↓

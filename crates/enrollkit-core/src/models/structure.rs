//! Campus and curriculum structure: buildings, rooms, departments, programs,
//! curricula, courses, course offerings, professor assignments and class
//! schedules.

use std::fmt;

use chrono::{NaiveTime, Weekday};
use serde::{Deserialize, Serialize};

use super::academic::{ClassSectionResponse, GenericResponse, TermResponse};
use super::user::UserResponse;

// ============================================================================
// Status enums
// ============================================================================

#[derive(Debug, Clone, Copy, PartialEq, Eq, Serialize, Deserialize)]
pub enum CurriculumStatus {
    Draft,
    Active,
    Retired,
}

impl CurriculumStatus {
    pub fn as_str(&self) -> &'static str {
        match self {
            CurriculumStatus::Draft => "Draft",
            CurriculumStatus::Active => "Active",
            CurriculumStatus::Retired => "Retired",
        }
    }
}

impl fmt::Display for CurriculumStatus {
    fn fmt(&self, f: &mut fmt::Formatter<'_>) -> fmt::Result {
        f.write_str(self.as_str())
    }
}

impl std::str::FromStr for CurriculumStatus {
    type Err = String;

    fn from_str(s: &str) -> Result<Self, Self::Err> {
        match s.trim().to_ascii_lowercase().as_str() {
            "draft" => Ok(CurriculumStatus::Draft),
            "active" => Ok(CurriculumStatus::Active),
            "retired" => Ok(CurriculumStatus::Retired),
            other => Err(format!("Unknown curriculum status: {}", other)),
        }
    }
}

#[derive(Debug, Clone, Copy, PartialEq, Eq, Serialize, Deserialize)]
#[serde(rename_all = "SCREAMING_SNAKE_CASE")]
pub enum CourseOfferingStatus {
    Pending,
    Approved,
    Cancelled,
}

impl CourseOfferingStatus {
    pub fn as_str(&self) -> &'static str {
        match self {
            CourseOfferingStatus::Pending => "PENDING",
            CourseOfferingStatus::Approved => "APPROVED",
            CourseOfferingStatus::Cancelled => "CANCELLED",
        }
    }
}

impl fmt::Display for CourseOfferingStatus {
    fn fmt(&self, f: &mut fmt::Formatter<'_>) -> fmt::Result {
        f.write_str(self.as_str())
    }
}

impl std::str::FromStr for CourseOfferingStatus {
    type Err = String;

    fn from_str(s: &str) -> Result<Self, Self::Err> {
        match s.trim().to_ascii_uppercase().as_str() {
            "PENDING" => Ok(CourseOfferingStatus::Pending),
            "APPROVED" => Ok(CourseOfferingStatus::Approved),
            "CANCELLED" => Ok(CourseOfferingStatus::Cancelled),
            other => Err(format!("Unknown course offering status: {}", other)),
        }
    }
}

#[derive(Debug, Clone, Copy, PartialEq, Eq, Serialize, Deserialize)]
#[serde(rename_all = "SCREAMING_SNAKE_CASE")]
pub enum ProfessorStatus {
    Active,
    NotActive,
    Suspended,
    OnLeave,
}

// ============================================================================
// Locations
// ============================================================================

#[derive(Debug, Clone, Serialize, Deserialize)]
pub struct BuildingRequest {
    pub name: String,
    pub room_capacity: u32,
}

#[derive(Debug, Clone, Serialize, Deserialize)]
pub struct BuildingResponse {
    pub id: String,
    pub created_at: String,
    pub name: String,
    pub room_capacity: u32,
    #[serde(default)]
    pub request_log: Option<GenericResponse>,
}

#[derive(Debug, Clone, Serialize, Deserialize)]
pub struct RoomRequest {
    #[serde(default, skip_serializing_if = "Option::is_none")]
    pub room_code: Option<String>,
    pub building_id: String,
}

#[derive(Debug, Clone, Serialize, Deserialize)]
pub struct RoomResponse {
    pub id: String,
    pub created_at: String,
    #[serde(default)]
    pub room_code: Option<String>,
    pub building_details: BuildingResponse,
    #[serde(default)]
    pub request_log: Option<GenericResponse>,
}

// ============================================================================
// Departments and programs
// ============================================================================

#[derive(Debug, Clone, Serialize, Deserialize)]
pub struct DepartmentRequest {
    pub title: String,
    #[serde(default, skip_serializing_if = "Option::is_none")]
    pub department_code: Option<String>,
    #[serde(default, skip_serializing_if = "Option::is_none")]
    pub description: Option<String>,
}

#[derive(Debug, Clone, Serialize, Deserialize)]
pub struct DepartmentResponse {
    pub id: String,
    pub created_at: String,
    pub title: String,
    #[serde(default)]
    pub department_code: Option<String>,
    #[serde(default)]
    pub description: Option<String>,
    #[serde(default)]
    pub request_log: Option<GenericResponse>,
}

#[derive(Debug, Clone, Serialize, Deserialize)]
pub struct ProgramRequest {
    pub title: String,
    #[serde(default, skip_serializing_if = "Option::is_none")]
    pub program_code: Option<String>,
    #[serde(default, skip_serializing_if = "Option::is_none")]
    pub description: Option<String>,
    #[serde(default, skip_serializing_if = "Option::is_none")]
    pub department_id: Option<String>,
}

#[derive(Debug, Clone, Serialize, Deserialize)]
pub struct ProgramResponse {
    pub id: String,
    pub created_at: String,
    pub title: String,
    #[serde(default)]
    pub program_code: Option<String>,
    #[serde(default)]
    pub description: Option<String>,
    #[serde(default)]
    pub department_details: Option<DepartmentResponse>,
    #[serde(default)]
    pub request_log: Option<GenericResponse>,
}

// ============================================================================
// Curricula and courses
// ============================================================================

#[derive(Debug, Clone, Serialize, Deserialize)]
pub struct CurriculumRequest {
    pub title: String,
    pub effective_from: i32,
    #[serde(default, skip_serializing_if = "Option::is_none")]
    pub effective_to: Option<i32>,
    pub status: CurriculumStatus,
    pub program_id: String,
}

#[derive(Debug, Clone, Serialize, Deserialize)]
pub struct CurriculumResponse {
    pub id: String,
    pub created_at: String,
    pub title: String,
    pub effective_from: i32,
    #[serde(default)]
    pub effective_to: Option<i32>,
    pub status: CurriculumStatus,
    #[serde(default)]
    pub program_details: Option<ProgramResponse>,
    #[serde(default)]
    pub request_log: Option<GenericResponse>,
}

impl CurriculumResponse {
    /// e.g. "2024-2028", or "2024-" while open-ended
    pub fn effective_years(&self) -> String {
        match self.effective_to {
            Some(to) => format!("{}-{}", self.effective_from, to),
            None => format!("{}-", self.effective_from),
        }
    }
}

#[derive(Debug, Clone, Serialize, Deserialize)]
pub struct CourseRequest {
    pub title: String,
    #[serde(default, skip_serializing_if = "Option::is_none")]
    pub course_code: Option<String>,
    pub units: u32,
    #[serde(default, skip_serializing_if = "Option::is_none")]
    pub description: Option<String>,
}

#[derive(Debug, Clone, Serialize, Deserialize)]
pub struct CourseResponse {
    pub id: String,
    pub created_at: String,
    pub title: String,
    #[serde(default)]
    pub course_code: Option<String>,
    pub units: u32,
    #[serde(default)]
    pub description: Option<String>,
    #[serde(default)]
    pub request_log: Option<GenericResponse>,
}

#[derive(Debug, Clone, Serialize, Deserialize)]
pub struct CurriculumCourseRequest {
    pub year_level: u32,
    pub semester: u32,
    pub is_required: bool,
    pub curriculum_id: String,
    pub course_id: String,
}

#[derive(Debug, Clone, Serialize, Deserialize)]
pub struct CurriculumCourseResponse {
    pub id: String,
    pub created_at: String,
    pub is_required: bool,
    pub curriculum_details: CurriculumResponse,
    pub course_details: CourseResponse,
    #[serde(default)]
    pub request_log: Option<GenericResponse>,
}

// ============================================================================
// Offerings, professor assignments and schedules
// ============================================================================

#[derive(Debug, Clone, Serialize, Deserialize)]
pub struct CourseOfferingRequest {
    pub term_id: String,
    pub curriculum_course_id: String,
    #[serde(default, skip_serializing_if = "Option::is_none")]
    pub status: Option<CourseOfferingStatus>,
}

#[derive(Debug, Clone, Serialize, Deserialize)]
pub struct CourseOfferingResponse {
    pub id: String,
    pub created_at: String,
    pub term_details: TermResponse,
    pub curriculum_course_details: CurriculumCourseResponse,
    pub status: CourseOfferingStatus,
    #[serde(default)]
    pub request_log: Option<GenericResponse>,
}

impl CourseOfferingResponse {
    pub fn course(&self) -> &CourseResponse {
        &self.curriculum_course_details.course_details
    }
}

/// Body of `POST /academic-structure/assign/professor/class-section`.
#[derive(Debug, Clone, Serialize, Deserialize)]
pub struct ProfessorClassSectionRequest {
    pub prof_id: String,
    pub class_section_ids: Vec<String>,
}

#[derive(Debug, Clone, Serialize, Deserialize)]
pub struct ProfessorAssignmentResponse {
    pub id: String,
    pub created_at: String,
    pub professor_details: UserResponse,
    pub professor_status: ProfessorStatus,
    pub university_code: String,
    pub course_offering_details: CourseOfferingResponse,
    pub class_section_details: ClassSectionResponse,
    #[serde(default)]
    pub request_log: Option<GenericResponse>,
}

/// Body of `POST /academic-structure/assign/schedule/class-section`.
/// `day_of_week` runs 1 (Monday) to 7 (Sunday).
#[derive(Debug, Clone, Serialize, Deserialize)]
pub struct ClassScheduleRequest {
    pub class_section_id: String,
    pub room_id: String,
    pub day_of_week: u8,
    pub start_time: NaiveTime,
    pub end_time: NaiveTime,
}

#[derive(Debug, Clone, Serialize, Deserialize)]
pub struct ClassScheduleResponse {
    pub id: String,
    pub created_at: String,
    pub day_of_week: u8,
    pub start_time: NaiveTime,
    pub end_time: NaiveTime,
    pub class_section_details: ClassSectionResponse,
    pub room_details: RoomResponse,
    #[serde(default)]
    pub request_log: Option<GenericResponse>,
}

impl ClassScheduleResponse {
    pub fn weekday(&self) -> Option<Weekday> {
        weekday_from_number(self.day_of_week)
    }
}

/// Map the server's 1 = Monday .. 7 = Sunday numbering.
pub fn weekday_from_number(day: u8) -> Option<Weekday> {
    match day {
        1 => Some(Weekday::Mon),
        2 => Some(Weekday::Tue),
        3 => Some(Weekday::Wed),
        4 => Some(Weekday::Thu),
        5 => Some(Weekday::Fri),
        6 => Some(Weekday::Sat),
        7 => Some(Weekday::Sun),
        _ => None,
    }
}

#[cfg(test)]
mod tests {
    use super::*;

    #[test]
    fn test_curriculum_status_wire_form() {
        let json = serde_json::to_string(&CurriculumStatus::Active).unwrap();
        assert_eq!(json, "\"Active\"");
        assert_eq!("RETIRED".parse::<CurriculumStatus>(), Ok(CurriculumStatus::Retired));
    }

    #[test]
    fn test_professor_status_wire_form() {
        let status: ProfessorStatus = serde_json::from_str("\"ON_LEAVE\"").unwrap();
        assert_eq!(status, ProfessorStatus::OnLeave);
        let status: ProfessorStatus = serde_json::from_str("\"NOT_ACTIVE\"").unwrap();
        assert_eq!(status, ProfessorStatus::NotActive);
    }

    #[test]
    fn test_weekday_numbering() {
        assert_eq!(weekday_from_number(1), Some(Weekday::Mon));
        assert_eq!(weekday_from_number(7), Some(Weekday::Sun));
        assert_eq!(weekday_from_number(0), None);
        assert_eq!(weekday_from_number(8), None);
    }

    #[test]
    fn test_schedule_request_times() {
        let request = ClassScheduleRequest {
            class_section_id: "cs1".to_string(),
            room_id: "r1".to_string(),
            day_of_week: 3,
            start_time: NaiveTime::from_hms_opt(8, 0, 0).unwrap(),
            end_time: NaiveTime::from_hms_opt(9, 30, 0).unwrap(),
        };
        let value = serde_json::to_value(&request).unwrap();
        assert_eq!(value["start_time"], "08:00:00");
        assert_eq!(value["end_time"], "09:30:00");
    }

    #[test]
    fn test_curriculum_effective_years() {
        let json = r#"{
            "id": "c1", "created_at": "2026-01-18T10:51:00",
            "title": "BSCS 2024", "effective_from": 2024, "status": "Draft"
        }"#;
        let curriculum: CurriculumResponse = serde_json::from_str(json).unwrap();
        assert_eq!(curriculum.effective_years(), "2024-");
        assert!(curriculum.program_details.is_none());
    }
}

↑

## TASK GOAL
Each line of the data in which the string "value" appears needs to be copied.

## ANSWER BOX
        let value = serde_json::to_value(&request).unwrap();
        assert_eq!(value["start_time"], "08:00:00");
        assert_eq!(value["end_time"], "09:30:00");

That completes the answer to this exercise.